> Problem description: Report all lines below with the word "registered".

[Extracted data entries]
----------------

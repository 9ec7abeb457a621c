//! Language-service plugins contributed by installed extensions.
//!
//! Each [`PluginManifest`] names a plugin and the document languages it
//! teaches the language service about. The [`PluginRegistry`] keeps them in
//! registration order and rejects duplicate names. Manifests can be decoded
//! from the `typescriptServerPlugins` contribution block of an extension
//! manifest.

use serde::{Deserialize, Serialize};

use crate::errors::PluginError;
use crate::telemetry::PLUGINS_TARGET;

/// A plugin contributed to the language service.
///
/// # Example
///
/// ```
/// use lazyhost::PluginManifest;
///
/// let manifest = PluginManifest::new("vue-plugin".into(), vec!["vue".into()]);
/// assert_eq!(manifest.languages(), ["vue"]);
/// ```
#[derive(Debug, Clone, PartialEq, Eq, Serialize, Deserialize)]
#[serde(rename_all = "camelCase")]
pub struct PluginManifest {
    name: String,
    #[serde(default)]
    languages: Vec<String>,
    #[serde(default, rename = "enableForWorkspaceTypeScriptVersions")]
    enable_for_workspace_typescript_versions: bool,
}

impl PluginManifest {
    /// Creates a manifest for the bundled language service only.
    #[must_use]
    pub const fn new(name: String, languages: Vec<String>) -> Self {
        Self {
            name,
            languages,
            enable_for_workspace_typescript_versions: false,
        }
    }

    /// Marks the plugin as usable with workspace-provided service versions.
    #[must_use]
    pub const fn enabled_for_workspace_versions(mut self) -> Self {
        self.enable_for_workspace_typescript_versions = true;
        self
    }

    /// Plugin name as published by the contributing extension.
    #[must_use]
    pub const fn name(&self) -> &str {
        self.name.as_str()
    }

    /// Language identifiers the plugin adds to the service.
    #[must_use]
    pub const fn languages(&self) -> &[String] {
        self.languages.as_slice()
    }

    /// Whether the plugin also loads into workspace-provided service versions.
    #[must_use]
    pub const fn enable_for_workspace_typescript_versions(&self) -> bool {
        self.enable_for_workspace_typescript_versions
    }

    /// Rejects manifests with blank names or blank language identifiers.
    ///
    /// # Errors
    ///
    /// Returns [`PluginError::Manifest`] describing the first problem found.
    pub fn validate(&self) -> Result<(), PluginError> {
        if self.name.trim().is_empty() {
            return Err(PluginError::manifest("plugin name must not be empty"));
        }
        if self.languages.iter().any(|language| language.trim().is_empty()) {
            return Err(PluginError::manifest(format!(
                "plugin '{}' declares an empty language identifier",
                self.name
            )));
        }
        Ok(())
    }
}

#[derive(Debug, Deserialize)]
#[serde(rename_all = "camelCase")]
struct Contributions {
    #[serde(default)]
    typescript_server_plugins: Vec<PluginManifest>,
}

/// Ordered registry of installed plugins.
#[derive(Debug, Clone, Default)]
pub struct PluginRegistry {
    plugins: Vec<PluginManifest>,
}

impl PluginRegistry {
    /// Creates an empty registry.
    #[must_use]
    pub fn new() -> Self {
        Self::default()
    }

    /// Registers a plugin manifest after validation.
    ///
    /// # Errors
    ///
    /// Returns [`PluginError::Manifest`] if validation fails or if a plugin
    /// with the same name is already registered.
    pub fn register(&mut self, manifest: PluginManifest) -> Result<(), PluginError> {
        manifest.validate()?;
        if self.get(manifest.name()).is_some() {
            return Err(PluginError::manifest(format!(
                "plugin '{}' is already registered",
                manifest.name()
            )));
        }
        tracing::debug!(
            target: PLUGINS_TARGET,
            plugin = manifest.name(),
            languages = ?manifest.languages(),
            "registered language-service plugin"
        );
        self.plugins.push(manifest);
        Ok(())
    }

    /// Decodes a `contributes` block and registers every plugin it declares.
    ///
    /// Returns the number of plugins registered. Registration stops at the
    /// first invalid manifest; earlier plugins stay registered.
    ///
    /// # Errors
    ///
    /// Returns [`PluginError::Decode`] for malformed JSON and
    /// [`PluginError::Manifest`] for invalid or duplicate manifests.
    pub fn register_contributions(&mut self, contributes: &str) -> Result<usize, PluginError> {
        let contributions: Contributions =
            serde_json::from_str(contributes).map_err(PluginError::Decode)?;
        let count = contributions.typescript_server_plugins.len();
        for manifest in contributions.typescript_server_plugins {
            self.register(manifest)?;
        }
        Ok(count)
    }

    /// Looks up a plugin by name.
    #[must_use]
    pub fn get(&self, name: &str) -> Option<&PluginManifest> {
        self.plugins.iter().find(|plugin| plugin.name() == name)
    }

    /// Plugins in registration order.
    #[must_use]
    pub const fn plugins(&self) -> &[PluginManifest] {
        self.plugins.as_slice()
    }

    /// Every language identifier contributed by any plugin.
    pub fn languages(&self) -> impl Iterator<Item = &str> {
        self.plugins
            .iter()
            .flat_map(|plugin| plugin.languages().iter().map(String::as_str))
    }

    /// Returns the number of registered plugins.
    #[must_use]
    pub const fn len(&self) -> usize {
        self.plugins.len()
    }

    /// Returns `true` when no plugins are registered.
    #[must_use]
    pub const fn is_empty(&self) -> bool {
        self.plugins.is_empty()
    }
}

----------------

> Task output:
    /// with the same name is already registered.
                "plugin '{}' is already registered",
            "registered language-service plugin"
    /// Returns the number of plugins registered. Registration stops at the
    /// first invalid manifest; earlier plugins stay registered.
    /// Returns the number of registered plugins.
    /// Returns `true` when no plugins are registered.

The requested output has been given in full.